A Walking Skeleton for me, is: "The smallest and simplest path, from front-end user interface input, through the system services and finally to simple, but usable output".

An example could be the development of a web application which employs a lot of input and complex data validation through a new RIA technology, a complex translation of the input on server-side into some output format and the transport of this to some other part.

Starting up on this, I would define user stories for a simple path all the way through the technology stacks of architecture. But it must be kept simple:
  • The user interface can be simple in layout, and does not need to have all required fields
  • Not all complex validations in client should be implemented, though a few simple ones could
  • On the server-side, the client input should be accepted and validated a bit
  • Some part of the server functionality can be implemented, but you can make shortcuts all over, hard-coding stuff etc.
  • Some final output shall be produced
From this, you should be able to produce a final walking skeleton in 1, 2 or 3 iterations.

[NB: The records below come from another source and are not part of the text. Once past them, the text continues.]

//! Layout options and page geometry.

use crate::error::{Error, Result};

/// Default maximum characters per wrapped line.
pub const DEFAULT_MAX_CHARS: usize = 80;

/// Physical page geometry in millimetres.
#[derive(Debug, Clone, Copy, PartialEq)]
pub struct PageGeometry {
    /// Page width
    pub width_mm: f32,

    /// Page height
    pub height_mm: f32,

    /// Space above the first line
    pub top_margin_mm: f32,

    /// Space reserved at the bottom; the automatic page break triggers here
    pub bottom_margin_mm: f32,

    /// Left and right margins
    pub side_margin_mm: f32,
}

impl PageGeometry {
    /// A4 portrait with a 15 mm automatic page-break margin.
    pub fn a4() -> Self {
        Self {
            width_mm: 210.0,
            height_mm: 297.0,
            top_margin_mm: 10.0,
            bottom_margin_mm: 15.0,
            side_margin_mm: 10.0,
        }
    }

    /// US Letter portrait.
    pub fn letter() -> Self {
        Self {
            width_mm: 215.9,
            height_mm: 279.4,
            ..Self::a4()
        }
    }

    /// Vertical space available for lines on one page.
    pub fn content_height(&self) -> f32 {
        self.height_mm - self.top_margin_mm - self.bottom_margin_mm
    }

    /// Horizontal space available for lines.
    pub fn content_width(&self) -> f32 {
        self.width_mm - 2.0 * self.side_margin_mm
    }
}

impl Default for PageGeometry {
    fn default() -> Self {
        Self::a4()
    }
}

/// When a document's section is followed by a page break.
#[derive(Debug, Clone, Copy, PartialEq, Eq, Default)]
pub enum DocumentBreak {
    /// Every document after the first starts on a new page
    #[default]
    Always,
    /// A new page is started only when the next document's title and first
    /// body line do not fit in the remaining space
    WhenInsufficient,
}

/// Options for laying out lines into pages.
#[derive(Debug, Clone)]
pub struct LayoutOptions {
    /// Maximum characters per wrapped body line
    pub max_chars: usize,

    /// Page geometry shared with the page writer
    pub page: PageGeometry,

    /// Document break policy
    pub document_break: DocumentBreak,

    /// Repeat a running header at the top of every page
    pub header: bool,

    /// Number every page in the footer
    pub footer: bool,
}

impl LayoutOptions {
    /// Create new layout options with defaults.
    pub fn new() -> Self {
        Self::default()
    }

    /// Set the maximum characters per line.
    pub fn with_max_chars(mut self, max_chars: usize) -> Self {
        self.max_chars = max_chars;
        self
    }

    /// Set the page geometry.
    pub fn with_page(mut self, page: PageGeometry) -> Self {
        self.page = page;
        self
    }

    /// Set the document break policy.
    pub fn with_document_break(mut self, policy: DocumentBreak) -> Self {
        self.document_break = policy;
        self
    }

    /// Enable or disable the running header.
    pub fn with_header(mut self, header: bool) -> Self {
        self.header = header;
        self
    }

    /// Enable or disable page-number footers.
    pub fn with_footer(mut self, footer: bool) -> Self {
        self.footer = footer;
        self
    }

    /// Check option values.
    pub fn validate(&self) -> Result<()> {
        if self.max_chars == 0 {
            return Err(Error::InvalidOption(
                "max_chars must be at least 1".to_string(),
            ));
        }
        if self.page.content_height() <= 0.0 || self.page.content_width() <= 0.0 {
            return Err(Error::InvalidOption(format!(
                "margins leave no room on a {}x{} mm page",
                self.page.width_mm, self.page.height_mm
            )));
        }
        Ok(())
    }
}

impl Default for LayoutOptions {
    fn default() -> Self {
        Self {
            max_chars: DEFAULT_MAX_CHARS,
            page: PageGeometry::a4(),
            document_break: DocumentBreak::Always,
            header: true,
            footer: true,
        }
    }
}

From here on, when the walking skeleton is done, the story writing and planning can be thought of as putting meat on the skeleton:
  • Assess the main risks in the development (the parts you are most uncertain with)
  • Which functionality delivers the most wanted business value to the customer
Make stories out of this, and start putting meat on the skeleton...

I do not know where the term stems from (do you?), but I did a quick google on it, and found that the book on the Crystal Method (which I have yet to read) mentions it. In addition, a colleague of mine, which is currently reading the great Pragmatic Programmer book, informs me, that it is called "tracing bullets" (or something like that) in that book, which I have completely forgotten about (maybe I should read it again).

Have you got any experience with this too or maybe you have other good advice on coping with such situations?

1 comment:

lkristjansen said...

I know that this is an old post from 2007, but i just wanted to say that the walking skeleton was coined by Alistair Cockburn here is the link , but the walking skeleton strategy is far older.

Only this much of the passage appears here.